(WORK INSTRUCTION) Only one stretch of the data below is wanted: the lines from the one with "let mut db_path" through the one with "db.products().insert(name, *price, *quantity).await?;", repeated exactly.

(TASK DATA)

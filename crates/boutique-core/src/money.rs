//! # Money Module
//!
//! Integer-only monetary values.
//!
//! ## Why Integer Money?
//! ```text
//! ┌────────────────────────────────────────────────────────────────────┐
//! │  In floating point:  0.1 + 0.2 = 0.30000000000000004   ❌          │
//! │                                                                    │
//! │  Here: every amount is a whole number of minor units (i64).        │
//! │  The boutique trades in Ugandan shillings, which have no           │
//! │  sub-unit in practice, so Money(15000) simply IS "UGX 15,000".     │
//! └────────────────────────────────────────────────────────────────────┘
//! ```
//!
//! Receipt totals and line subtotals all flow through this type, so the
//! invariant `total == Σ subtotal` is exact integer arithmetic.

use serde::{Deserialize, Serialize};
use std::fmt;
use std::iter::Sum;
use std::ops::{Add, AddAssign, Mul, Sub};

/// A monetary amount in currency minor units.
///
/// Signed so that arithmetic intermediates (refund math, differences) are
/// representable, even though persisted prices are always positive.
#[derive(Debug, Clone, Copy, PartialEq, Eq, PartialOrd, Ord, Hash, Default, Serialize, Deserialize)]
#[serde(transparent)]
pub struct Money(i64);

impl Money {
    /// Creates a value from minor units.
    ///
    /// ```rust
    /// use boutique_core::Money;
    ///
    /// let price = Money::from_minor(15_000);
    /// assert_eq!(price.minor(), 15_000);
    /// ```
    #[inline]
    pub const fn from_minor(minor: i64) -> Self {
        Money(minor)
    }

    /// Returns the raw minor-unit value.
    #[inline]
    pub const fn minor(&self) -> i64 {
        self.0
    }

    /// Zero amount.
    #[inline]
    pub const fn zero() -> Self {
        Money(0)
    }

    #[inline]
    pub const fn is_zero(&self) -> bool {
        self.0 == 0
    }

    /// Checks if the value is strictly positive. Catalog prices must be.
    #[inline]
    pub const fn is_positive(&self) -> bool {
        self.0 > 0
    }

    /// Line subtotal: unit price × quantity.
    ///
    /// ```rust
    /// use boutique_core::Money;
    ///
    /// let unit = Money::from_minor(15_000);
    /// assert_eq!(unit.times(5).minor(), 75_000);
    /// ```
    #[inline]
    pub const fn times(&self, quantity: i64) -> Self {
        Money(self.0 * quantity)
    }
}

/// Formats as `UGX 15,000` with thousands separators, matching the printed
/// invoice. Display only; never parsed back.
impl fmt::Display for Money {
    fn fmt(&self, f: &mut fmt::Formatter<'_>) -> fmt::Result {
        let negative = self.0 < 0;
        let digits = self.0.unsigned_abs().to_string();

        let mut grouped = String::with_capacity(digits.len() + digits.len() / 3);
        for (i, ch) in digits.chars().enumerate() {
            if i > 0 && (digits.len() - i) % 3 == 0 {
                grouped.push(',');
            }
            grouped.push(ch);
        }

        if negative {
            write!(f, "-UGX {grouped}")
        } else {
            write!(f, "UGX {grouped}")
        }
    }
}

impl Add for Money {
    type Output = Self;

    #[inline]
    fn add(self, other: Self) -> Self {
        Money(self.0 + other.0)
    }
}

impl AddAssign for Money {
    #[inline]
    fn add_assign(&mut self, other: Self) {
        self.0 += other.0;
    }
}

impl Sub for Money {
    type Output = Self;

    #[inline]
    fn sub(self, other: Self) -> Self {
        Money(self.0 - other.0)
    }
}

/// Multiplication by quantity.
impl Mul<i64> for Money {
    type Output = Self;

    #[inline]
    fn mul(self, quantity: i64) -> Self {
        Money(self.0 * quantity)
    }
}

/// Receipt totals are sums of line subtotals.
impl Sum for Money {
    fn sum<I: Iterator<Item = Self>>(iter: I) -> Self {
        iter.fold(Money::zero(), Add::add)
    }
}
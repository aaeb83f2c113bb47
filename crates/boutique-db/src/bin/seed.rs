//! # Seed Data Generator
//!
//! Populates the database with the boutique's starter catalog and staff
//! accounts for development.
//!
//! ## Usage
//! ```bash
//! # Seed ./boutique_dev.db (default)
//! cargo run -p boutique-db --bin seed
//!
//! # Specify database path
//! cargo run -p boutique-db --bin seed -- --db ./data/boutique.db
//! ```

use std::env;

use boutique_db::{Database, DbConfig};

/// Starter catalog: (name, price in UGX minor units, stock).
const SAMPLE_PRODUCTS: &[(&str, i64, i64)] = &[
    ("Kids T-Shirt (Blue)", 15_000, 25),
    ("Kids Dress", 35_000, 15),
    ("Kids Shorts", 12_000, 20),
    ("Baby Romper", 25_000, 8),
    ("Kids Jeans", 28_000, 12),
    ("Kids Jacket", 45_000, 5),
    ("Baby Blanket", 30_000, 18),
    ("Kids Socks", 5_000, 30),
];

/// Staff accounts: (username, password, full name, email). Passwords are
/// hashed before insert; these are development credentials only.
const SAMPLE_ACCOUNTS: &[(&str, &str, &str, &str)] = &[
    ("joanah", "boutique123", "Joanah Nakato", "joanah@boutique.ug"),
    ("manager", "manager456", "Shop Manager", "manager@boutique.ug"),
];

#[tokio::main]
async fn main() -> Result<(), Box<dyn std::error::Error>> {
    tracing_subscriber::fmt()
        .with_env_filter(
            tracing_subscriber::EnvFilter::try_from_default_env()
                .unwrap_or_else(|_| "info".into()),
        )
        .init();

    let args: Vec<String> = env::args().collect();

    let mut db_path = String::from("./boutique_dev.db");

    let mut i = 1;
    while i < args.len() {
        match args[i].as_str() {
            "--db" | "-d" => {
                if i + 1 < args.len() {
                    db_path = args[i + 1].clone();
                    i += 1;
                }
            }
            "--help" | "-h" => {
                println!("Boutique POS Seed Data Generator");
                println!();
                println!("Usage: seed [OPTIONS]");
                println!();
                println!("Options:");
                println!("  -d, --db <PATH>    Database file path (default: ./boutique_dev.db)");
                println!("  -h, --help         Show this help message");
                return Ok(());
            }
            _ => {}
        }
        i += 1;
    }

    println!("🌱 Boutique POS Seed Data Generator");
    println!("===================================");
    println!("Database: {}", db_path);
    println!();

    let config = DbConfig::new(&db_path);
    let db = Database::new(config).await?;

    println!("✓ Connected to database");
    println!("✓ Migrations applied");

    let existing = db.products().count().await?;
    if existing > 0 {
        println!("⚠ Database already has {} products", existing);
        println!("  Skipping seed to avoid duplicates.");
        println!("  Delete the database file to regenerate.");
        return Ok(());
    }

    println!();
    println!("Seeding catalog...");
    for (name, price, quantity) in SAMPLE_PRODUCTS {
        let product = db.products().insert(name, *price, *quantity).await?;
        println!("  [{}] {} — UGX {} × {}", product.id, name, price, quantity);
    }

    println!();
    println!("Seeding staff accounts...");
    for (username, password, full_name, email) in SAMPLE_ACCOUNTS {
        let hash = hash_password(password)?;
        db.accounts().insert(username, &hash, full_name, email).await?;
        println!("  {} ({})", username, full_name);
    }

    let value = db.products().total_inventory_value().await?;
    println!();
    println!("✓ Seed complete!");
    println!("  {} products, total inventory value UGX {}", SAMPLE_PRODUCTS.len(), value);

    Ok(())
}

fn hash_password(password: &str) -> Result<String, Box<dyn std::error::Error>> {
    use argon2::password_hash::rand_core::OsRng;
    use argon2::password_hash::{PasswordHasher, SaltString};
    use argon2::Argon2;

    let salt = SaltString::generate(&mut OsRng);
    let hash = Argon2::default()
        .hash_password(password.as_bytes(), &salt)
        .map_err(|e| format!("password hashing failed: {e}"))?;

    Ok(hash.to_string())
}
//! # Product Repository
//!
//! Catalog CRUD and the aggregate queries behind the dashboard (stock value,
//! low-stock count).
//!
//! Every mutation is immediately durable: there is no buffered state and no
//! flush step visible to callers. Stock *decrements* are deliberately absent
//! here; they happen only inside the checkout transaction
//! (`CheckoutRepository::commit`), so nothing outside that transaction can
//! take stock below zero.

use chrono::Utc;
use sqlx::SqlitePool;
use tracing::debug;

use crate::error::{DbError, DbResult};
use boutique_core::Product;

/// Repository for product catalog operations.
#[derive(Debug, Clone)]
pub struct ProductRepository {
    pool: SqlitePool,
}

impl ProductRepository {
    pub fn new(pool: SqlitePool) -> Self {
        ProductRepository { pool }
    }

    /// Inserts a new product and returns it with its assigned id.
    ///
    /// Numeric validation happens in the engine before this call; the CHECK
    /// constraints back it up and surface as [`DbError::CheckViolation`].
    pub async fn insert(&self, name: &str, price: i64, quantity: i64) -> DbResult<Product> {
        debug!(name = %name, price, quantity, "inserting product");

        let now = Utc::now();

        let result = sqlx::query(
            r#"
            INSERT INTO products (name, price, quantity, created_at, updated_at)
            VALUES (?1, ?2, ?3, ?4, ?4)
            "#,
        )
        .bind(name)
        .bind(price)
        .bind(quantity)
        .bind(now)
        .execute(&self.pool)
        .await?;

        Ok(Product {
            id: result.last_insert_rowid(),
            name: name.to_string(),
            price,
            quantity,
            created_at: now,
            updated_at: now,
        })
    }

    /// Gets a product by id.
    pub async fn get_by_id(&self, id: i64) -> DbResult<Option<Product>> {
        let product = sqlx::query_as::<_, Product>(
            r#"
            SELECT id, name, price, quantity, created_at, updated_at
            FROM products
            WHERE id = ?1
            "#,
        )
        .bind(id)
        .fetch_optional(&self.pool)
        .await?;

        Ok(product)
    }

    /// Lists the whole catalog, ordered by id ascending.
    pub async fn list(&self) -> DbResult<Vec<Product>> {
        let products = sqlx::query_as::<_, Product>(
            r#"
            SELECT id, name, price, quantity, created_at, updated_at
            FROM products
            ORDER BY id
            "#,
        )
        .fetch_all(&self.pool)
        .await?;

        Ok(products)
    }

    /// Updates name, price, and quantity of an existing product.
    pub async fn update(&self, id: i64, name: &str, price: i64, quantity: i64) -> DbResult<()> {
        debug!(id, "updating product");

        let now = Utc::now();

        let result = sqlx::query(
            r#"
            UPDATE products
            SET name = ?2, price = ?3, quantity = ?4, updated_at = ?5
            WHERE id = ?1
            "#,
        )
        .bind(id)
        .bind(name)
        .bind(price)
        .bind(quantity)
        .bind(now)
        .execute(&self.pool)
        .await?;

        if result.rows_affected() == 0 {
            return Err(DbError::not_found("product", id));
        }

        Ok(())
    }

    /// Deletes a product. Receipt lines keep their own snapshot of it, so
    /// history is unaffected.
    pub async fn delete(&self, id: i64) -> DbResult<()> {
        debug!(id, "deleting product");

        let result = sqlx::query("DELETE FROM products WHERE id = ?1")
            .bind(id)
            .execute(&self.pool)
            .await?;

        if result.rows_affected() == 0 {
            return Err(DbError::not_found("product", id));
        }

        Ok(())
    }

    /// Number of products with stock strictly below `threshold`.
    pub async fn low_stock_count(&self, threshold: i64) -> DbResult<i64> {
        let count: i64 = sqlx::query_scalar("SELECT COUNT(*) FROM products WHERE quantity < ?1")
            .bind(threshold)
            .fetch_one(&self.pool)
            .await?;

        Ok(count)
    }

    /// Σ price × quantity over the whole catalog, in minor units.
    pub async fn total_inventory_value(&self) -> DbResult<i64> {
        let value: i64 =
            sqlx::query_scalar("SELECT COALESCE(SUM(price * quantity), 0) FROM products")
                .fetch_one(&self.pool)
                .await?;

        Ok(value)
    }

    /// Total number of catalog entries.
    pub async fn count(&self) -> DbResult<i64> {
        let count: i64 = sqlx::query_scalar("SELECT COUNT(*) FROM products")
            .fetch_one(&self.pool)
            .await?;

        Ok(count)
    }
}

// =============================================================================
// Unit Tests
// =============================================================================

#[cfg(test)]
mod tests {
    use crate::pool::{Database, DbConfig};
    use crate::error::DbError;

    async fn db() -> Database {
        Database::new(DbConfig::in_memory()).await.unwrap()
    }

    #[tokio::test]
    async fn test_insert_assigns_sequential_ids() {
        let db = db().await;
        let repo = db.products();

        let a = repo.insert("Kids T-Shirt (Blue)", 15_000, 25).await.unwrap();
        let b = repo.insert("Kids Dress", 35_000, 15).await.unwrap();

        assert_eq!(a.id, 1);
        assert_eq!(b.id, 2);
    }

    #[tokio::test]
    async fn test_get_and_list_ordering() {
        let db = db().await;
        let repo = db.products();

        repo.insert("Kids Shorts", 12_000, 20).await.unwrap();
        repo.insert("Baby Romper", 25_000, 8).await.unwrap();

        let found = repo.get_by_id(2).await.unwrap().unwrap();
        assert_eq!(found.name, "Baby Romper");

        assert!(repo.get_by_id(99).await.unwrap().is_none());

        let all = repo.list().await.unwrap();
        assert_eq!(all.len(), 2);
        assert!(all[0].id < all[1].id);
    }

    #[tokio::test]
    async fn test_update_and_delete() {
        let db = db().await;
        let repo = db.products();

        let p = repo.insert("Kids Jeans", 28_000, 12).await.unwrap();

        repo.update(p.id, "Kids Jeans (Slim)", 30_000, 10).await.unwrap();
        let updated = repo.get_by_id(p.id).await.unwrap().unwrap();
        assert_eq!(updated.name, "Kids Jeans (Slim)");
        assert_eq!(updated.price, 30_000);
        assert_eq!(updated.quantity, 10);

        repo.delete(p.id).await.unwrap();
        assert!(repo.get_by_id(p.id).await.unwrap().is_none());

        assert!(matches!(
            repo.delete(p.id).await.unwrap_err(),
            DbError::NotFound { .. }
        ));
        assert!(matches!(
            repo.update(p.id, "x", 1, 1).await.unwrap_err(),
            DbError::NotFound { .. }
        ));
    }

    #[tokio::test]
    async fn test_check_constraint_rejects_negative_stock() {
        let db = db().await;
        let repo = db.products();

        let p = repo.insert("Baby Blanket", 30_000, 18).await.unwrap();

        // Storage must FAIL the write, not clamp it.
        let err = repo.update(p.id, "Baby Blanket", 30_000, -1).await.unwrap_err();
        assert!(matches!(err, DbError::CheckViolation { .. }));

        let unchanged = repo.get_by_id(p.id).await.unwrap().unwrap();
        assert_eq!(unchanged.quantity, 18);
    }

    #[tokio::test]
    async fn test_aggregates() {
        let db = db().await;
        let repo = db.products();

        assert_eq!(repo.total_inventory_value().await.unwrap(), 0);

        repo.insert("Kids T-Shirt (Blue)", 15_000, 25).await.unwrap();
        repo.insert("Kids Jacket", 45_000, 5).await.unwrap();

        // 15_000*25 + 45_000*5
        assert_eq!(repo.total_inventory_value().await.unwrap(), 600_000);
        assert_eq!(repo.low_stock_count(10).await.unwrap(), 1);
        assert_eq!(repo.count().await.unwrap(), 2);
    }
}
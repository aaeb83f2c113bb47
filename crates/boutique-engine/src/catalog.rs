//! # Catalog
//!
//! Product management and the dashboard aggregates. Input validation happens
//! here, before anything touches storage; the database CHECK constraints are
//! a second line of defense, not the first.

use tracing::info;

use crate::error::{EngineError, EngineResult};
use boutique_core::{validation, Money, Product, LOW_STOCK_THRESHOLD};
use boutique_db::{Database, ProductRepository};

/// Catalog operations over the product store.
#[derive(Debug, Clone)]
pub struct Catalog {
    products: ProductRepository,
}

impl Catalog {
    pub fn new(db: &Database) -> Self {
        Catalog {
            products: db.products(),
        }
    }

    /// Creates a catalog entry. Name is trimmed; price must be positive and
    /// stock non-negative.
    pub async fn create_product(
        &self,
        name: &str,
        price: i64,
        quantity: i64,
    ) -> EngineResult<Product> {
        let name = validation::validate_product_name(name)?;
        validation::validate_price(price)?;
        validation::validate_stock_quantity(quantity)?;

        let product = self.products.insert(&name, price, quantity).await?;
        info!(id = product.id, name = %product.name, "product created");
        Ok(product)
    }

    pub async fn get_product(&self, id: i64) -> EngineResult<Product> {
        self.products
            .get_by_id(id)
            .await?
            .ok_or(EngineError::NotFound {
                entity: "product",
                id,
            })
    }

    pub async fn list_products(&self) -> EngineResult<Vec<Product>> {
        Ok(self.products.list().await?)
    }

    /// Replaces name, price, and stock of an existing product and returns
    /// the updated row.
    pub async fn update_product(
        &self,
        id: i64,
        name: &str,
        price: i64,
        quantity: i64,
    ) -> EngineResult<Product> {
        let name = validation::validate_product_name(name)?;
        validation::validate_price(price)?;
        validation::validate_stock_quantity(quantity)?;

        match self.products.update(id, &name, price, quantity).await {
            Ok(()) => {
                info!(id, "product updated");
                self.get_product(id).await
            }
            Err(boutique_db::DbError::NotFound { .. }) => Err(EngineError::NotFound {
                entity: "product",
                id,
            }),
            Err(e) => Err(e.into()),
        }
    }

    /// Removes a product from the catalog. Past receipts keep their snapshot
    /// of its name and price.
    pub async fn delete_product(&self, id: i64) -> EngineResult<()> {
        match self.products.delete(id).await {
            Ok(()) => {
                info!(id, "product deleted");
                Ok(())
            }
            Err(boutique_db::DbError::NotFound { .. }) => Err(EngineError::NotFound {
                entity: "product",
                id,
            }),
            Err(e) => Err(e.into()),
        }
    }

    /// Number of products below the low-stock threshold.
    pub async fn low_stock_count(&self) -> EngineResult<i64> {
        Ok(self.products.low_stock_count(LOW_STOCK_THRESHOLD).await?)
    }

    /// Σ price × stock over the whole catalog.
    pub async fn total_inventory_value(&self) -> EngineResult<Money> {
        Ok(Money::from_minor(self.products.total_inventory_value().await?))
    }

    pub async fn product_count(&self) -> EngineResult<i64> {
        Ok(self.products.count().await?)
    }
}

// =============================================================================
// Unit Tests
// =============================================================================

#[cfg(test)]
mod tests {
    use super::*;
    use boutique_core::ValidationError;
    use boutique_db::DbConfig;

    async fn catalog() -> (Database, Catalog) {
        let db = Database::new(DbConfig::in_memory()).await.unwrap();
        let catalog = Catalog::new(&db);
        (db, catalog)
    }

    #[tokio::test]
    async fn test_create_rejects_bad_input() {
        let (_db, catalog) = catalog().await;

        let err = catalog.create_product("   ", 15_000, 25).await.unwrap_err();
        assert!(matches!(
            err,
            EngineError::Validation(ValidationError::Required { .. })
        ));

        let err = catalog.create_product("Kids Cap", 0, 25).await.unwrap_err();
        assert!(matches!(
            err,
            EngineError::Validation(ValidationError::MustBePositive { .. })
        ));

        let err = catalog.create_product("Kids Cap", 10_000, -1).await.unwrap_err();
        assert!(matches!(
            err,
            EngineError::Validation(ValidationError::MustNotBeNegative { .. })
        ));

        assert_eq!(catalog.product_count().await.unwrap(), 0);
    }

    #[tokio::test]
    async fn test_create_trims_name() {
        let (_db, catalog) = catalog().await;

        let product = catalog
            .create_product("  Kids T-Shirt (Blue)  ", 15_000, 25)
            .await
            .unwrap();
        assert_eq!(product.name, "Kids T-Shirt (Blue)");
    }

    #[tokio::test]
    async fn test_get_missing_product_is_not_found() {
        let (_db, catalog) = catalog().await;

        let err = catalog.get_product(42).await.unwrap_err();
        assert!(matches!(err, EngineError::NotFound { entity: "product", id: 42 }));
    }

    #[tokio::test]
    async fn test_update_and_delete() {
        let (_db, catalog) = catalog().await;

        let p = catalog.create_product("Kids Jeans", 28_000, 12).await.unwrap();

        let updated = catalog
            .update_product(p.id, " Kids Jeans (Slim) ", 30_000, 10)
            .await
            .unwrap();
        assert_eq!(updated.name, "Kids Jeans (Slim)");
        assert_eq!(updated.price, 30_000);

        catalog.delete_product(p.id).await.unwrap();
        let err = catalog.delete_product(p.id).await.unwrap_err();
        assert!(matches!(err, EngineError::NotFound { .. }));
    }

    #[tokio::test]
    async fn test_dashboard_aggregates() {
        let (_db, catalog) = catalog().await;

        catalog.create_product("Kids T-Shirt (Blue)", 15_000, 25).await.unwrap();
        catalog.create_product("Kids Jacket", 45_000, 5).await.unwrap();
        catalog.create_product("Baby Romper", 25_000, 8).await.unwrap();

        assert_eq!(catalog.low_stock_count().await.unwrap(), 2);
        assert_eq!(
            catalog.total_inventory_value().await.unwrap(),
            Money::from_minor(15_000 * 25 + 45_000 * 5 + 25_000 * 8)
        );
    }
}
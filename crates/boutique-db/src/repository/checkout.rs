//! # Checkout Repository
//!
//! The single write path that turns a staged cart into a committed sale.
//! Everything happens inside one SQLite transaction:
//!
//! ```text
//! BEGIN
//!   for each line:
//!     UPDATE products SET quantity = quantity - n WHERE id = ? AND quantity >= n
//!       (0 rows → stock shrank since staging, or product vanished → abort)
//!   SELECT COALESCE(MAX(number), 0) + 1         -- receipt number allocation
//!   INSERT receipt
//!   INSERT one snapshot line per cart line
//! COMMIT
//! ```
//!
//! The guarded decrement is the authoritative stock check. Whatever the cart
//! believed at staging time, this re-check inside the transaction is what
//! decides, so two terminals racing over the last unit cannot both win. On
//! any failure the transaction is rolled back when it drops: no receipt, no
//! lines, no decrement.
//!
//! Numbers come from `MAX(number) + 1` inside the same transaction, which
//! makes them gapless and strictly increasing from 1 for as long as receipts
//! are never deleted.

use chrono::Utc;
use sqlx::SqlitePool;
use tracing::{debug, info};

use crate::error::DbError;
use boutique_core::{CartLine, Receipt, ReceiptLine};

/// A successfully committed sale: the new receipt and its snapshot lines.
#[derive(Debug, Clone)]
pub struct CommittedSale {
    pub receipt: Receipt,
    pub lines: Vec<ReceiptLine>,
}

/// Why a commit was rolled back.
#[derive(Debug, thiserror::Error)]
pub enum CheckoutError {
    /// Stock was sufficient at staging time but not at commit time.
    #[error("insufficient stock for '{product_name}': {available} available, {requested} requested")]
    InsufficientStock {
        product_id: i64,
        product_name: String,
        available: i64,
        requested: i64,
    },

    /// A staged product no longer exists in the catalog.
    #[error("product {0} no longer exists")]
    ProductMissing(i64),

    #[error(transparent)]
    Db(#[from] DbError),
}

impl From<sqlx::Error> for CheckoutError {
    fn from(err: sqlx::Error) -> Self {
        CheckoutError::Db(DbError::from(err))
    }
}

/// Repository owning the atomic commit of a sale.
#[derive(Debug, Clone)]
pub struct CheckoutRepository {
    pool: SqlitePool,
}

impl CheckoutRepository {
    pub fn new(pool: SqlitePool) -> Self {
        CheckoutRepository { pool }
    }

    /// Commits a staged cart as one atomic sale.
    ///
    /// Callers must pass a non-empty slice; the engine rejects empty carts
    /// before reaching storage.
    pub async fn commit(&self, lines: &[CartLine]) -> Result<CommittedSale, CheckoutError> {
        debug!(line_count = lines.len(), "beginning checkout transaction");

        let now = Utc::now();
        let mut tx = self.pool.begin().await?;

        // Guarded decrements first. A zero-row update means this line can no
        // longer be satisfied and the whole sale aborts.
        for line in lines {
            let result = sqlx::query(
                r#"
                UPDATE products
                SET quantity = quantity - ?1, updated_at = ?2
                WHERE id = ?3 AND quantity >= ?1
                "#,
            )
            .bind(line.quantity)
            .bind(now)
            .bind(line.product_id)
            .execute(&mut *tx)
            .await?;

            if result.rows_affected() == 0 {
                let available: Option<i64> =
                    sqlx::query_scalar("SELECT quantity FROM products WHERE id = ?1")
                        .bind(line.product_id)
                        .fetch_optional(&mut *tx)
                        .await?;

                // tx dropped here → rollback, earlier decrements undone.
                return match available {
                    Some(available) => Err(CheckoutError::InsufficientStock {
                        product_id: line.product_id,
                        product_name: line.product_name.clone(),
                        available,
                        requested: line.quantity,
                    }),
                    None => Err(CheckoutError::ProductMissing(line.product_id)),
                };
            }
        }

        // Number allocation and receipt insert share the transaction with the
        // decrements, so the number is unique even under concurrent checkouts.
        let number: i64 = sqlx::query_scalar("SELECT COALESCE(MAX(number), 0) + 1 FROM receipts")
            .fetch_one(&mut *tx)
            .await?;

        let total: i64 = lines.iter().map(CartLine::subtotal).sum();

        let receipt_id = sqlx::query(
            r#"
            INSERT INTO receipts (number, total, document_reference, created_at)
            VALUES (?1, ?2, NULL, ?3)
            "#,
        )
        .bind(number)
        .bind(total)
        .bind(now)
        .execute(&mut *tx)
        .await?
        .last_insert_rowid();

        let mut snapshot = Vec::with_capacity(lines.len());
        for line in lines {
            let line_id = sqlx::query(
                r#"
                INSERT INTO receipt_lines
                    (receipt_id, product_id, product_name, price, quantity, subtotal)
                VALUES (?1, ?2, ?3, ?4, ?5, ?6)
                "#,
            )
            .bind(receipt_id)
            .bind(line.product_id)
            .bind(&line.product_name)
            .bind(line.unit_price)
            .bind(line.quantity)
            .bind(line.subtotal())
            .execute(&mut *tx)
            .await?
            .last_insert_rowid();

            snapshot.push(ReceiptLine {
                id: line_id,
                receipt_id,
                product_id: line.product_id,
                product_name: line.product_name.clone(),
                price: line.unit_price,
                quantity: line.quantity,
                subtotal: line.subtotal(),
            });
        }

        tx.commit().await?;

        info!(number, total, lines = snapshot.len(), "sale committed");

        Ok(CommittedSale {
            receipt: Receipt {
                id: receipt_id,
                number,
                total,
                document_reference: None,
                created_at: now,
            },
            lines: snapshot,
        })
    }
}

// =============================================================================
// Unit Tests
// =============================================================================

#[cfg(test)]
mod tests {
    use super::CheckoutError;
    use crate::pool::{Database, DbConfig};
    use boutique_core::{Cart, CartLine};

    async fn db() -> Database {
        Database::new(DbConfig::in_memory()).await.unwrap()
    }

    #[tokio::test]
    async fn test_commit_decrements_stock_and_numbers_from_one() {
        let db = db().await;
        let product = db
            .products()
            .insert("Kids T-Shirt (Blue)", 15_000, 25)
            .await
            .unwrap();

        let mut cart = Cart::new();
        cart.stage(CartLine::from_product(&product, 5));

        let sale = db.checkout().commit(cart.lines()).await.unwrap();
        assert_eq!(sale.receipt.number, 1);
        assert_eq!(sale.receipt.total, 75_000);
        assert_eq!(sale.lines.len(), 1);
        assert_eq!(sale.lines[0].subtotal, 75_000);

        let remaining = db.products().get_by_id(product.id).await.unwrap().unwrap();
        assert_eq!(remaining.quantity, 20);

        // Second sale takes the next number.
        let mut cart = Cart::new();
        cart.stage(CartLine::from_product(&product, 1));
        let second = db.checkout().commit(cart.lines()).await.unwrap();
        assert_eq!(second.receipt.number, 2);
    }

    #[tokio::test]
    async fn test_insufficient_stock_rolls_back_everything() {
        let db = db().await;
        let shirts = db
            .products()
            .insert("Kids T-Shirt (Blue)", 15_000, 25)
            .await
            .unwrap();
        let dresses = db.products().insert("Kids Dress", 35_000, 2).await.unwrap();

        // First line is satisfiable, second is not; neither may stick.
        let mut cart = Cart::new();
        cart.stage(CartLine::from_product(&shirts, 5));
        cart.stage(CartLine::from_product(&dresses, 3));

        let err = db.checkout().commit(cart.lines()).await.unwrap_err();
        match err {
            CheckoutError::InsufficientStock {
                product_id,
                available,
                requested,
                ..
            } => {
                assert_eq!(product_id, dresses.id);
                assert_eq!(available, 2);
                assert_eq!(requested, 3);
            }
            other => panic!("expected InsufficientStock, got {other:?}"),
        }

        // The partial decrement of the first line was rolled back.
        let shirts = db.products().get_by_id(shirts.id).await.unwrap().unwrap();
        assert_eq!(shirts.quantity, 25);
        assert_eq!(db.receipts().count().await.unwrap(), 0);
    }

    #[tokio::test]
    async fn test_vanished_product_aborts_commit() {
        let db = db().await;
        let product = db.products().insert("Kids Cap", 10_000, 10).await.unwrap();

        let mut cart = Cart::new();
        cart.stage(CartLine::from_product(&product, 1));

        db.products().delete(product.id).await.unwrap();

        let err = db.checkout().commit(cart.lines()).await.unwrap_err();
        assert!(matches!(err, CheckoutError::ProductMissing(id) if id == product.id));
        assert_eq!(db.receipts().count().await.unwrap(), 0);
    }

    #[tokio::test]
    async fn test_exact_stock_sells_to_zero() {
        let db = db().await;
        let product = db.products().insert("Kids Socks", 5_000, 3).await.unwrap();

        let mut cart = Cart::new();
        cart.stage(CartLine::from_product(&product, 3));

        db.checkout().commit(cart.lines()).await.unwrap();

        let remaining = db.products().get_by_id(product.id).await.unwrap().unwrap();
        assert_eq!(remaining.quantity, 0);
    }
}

(WRITTEN SOLUTION)
    let mut db_path = String::from("./boutique_dev.db");

    let mut i = 1;
    while i < args.len() {
        match args[i].as_str() {
            "--db" | "-d" => {
                if i + 1 < args.len() {
                    db_path = args[i + 1].clone();
                    i += 1;
                }
            }
            "--help" | "-h" => {
                println!("Boutique POS Seed Data Generator");
                println!();
                println!("Usage: seed [OPTIONS]");
                println!();
                println!("Options:");
                println!("  -d, --db <PATH>    Database file path (default: ./boutique_dev.db)");
                println!("  -h, --help         Show this help message");
                return Ok(());
            }
            _ => {}
        }
        i += 1;
    }

    println!("🌱 Boutique POS Seed Data Generator");
    println!("===================================");
    println!("Database: {}", db_path);
    println!();

    let config = DbConfig::new(&db_path);
    let db = Database::new(config).await?;

    println!("✓ Connected to database");
    println!("✓ Migrations applied");

    let existing = db.products().count().await?;
    if existing > 0 {
        println!("⚠ Database already has {} products", existing);
        println!("  Skipping seed to avoid duplicates.");
        println!("  Delete the database file to regenerate.");
        return Ok(());
    }

    println!();
    println!("Seeding catalog...");
    for (name, price, quantity) in SAMPLE_PRODUCTS {
        let product = db.products().insert(name, *price, *quantity).await?;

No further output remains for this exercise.